══ WORKING DATA

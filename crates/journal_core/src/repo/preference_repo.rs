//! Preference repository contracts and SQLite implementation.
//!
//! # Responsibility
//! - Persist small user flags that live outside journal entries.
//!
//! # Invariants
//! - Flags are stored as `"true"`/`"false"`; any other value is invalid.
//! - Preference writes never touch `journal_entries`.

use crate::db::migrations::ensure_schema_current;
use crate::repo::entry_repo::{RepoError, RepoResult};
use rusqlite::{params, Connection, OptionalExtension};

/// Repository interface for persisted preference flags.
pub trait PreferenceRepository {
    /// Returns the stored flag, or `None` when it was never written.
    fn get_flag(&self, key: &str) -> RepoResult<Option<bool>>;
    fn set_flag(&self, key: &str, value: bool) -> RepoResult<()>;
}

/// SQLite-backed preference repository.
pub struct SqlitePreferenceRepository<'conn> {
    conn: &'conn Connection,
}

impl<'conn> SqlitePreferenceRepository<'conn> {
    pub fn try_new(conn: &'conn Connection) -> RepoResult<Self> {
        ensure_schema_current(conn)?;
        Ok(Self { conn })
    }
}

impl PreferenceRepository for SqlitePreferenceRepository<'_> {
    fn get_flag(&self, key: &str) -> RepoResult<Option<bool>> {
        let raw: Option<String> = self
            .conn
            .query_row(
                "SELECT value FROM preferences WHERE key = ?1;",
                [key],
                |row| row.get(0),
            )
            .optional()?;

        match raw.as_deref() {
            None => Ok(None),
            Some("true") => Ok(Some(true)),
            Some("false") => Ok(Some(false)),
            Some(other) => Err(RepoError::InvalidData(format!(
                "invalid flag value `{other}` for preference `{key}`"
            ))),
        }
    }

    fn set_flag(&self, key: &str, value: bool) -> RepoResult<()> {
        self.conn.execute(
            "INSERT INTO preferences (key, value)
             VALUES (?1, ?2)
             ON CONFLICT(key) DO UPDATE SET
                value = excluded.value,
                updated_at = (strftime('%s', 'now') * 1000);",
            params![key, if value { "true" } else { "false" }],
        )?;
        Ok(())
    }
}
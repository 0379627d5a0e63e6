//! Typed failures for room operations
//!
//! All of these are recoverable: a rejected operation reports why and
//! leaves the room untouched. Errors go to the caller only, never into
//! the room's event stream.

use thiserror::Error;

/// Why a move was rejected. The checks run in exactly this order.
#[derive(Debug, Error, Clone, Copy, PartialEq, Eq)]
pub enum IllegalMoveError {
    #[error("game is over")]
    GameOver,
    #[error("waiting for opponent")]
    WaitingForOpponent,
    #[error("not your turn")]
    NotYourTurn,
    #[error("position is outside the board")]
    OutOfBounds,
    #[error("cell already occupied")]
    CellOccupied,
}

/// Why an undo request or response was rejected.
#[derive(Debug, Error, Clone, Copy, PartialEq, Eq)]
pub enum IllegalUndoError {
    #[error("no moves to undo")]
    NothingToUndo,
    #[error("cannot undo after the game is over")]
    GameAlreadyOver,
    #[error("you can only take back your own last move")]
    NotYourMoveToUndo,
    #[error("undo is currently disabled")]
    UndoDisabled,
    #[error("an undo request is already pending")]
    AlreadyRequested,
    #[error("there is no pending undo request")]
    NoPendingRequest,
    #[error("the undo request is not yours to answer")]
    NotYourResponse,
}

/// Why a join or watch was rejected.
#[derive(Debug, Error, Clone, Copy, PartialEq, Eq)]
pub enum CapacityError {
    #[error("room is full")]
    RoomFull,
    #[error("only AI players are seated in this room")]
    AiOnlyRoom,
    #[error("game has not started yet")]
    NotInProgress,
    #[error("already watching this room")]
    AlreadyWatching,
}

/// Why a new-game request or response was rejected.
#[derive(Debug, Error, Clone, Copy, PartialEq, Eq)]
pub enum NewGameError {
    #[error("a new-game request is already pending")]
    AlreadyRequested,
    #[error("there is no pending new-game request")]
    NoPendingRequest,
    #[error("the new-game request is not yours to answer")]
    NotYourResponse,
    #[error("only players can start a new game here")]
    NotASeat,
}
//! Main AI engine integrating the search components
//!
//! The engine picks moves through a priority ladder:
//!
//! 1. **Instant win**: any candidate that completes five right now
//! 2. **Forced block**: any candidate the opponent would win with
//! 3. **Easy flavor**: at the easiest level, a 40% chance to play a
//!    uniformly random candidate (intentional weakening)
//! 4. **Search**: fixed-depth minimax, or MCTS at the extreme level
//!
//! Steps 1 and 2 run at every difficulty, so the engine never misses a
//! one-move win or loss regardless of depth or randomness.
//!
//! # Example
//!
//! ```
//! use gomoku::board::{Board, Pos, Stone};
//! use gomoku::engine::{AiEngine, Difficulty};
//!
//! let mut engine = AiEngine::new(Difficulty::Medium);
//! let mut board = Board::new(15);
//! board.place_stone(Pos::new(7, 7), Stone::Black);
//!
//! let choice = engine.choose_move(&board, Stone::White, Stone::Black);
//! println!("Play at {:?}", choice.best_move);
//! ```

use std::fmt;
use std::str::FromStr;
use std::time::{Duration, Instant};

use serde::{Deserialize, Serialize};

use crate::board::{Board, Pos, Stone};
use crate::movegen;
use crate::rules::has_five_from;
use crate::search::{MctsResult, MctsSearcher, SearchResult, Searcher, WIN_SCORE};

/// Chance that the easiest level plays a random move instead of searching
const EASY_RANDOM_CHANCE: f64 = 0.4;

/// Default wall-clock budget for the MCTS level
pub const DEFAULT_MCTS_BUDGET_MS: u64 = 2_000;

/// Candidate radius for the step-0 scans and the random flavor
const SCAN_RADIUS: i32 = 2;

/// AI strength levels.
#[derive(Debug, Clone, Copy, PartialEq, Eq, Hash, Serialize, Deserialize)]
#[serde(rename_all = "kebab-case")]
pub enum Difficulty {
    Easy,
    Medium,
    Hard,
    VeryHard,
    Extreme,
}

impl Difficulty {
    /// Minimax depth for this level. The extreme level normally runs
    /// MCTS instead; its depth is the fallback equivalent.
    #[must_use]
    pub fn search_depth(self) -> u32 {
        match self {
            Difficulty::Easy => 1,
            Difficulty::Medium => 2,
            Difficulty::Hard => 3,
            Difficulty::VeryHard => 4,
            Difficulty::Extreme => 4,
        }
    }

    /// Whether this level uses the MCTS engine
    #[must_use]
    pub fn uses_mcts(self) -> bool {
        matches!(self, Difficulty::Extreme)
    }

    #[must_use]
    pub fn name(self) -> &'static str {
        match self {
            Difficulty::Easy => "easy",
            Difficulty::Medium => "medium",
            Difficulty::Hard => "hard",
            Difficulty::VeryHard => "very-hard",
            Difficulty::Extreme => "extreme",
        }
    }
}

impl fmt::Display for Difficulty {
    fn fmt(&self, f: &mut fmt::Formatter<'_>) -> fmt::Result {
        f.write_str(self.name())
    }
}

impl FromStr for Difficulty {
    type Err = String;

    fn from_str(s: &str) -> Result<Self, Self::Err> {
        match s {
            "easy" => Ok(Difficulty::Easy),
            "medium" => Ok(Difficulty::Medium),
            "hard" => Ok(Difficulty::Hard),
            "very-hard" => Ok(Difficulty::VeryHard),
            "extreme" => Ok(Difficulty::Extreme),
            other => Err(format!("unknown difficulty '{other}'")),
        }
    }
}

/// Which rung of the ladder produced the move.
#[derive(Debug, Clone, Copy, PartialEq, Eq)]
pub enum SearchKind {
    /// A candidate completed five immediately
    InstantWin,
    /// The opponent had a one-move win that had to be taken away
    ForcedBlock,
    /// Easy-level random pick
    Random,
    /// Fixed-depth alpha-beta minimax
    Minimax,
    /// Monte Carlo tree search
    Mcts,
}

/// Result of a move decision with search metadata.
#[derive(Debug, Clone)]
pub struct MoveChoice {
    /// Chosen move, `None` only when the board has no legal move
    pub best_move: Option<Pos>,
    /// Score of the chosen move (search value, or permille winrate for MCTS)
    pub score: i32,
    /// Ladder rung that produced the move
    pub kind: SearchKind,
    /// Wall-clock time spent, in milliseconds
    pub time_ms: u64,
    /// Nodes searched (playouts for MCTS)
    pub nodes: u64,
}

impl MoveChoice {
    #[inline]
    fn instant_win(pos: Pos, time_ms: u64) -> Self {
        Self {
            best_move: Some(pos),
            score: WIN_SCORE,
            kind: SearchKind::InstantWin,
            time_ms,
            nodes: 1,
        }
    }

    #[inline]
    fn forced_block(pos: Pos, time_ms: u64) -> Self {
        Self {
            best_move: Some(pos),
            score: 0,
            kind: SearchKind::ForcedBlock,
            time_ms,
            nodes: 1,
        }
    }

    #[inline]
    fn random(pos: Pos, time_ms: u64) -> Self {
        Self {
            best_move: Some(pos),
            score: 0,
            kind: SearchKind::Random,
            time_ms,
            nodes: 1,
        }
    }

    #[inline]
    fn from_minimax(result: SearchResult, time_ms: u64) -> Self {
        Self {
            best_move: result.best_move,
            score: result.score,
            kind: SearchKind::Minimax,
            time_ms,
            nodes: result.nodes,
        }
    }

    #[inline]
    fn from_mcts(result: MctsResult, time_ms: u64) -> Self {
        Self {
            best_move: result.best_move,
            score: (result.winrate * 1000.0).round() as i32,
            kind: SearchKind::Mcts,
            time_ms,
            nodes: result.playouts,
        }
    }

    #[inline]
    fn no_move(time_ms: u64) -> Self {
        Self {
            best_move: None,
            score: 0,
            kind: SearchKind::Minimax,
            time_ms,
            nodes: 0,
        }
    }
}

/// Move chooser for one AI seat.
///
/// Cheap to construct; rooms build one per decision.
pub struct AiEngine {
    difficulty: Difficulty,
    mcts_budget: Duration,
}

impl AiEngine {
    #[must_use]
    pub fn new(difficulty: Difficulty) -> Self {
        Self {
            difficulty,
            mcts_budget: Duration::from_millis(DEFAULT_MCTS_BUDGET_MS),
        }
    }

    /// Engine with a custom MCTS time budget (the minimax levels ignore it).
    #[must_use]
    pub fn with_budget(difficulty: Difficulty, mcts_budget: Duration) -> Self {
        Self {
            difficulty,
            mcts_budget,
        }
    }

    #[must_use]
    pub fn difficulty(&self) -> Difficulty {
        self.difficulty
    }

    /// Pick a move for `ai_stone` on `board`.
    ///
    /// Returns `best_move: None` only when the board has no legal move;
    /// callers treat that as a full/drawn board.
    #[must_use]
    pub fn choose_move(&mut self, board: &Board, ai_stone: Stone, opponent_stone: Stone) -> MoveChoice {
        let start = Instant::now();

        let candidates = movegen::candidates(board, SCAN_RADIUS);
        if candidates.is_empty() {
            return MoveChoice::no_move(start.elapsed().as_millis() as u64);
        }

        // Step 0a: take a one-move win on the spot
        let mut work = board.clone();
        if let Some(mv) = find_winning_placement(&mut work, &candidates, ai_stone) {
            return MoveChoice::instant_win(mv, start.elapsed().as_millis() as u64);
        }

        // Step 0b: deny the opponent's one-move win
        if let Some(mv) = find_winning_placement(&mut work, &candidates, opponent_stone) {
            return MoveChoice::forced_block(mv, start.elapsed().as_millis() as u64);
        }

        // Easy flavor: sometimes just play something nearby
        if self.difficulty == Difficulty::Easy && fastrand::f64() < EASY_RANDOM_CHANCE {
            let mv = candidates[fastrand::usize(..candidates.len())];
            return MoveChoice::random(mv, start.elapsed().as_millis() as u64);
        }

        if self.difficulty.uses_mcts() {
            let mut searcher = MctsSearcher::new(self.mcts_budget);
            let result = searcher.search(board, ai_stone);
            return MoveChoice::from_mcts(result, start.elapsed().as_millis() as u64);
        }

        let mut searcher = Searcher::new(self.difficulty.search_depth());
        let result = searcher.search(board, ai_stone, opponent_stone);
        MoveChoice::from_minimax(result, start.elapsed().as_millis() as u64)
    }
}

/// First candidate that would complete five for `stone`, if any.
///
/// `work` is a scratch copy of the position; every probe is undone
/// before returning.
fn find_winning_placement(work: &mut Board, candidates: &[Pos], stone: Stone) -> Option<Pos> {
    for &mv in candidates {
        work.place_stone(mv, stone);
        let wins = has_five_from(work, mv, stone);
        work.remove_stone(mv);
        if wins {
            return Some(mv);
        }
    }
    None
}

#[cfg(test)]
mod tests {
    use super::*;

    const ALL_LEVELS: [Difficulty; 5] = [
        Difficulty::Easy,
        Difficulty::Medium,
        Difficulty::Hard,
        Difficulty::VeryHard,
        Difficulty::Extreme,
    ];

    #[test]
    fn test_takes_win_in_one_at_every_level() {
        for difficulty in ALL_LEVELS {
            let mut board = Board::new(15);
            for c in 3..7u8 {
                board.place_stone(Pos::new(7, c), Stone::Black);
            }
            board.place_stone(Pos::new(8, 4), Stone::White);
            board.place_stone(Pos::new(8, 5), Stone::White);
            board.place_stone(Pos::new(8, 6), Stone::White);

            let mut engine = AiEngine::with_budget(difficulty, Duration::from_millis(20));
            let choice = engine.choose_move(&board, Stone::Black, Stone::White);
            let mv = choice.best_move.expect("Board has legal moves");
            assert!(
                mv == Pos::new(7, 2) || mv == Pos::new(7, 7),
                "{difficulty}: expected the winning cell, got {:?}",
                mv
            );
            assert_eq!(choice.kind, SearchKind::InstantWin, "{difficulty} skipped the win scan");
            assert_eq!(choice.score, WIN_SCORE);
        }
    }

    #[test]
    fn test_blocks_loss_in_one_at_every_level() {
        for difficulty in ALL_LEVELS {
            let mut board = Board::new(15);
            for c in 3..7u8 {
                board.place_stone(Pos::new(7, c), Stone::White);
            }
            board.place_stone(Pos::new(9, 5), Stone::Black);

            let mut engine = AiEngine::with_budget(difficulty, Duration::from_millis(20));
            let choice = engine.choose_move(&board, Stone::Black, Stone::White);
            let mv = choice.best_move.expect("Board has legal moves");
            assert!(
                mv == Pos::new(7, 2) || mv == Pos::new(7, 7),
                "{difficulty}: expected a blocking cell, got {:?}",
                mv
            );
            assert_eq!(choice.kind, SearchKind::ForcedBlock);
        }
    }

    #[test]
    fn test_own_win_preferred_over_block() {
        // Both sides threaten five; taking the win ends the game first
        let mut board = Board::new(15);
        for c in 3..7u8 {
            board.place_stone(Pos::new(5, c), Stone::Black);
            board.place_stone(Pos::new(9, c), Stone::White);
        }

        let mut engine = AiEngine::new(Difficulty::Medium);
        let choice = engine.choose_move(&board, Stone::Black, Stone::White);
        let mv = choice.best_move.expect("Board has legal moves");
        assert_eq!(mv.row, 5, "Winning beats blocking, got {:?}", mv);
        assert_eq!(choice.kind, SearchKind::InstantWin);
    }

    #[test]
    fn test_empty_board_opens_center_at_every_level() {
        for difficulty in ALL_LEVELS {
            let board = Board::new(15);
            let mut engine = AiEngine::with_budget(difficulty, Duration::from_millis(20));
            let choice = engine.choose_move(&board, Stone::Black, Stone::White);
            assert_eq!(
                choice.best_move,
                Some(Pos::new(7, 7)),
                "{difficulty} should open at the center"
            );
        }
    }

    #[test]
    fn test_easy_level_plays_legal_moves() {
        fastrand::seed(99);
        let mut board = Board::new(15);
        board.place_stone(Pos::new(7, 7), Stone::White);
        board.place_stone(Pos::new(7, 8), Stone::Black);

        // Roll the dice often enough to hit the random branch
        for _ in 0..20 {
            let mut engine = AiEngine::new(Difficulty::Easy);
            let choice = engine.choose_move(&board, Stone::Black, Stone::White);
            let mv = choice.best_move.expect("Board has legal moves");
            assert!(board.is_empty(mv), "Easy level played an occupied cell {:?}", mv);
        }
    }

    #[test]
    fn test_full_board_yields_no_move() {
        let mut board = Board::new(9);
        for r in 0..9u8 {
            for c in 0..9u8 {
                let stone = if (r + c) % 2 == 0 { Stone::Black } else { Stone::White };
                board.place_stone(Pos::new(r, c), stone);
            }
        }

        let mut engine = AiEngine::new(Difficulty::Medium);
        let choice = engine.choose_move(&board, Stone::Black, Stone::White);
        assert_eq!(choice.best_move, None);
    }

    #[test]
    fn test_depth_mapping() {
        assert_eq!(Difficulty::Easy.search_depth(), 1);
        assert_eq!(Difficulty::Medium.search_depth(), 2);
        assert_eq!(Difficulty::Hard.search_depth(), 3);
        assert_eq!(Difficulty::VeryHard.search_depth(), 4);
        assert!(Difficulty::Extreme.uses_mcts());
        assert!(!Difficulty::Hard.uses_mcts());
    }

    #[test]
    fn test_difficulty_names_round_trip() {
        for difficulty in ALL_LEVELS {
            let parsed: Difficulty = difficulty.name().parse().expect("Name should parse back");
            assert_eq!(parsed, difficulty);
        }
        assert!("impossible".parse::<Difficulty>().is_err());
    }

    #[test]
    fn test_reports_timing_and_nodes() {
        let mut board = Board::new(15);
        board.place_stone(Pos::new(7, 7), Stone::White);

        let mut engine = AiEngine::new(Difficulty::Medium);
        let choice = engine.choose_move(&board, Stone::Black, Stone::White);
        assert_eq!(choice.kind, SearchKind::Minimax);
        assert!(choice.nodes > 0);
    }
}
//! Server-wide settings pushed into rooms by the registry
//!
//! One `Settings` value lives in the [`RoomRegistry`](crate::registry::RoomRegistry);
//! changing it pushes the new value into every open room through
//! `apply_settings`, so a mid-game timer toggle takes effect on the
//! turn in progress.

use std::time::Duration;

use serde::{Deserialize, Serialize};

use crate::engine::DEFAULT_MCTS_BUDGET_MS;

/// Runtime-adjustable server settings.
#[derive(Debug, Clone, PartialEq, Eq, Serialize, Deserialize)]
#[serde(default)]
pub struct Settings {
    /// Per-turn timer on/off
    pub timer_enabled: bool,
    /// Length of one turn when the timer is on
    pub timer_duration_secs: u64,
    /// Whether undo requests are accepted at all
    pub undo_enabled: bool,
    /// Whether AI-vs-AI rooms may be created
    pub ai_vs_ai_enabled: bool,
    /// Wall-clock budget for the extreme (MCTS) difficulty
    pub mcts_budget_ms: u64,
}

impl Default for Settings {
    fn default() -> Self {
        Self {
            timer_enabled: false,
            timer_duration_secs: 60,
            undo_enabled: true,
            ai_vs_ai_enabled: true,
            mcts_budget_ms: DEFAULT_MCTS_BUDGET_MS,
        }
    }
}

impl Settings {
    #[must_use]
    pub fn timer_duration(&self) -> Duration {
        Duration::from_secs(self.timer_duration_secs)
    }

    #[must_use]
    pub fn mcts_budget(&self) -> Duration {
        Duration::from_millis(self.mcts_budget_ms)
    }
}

════

## WHAT YOU WILL DO:
Look through the entries above and report each line where the string "Returns" occurs.

## SOLUTION BELOW:
    /// Returns the stored flag, or `None` when it was never written.
    /// Returns `best_move: None` only when the board has no legal move;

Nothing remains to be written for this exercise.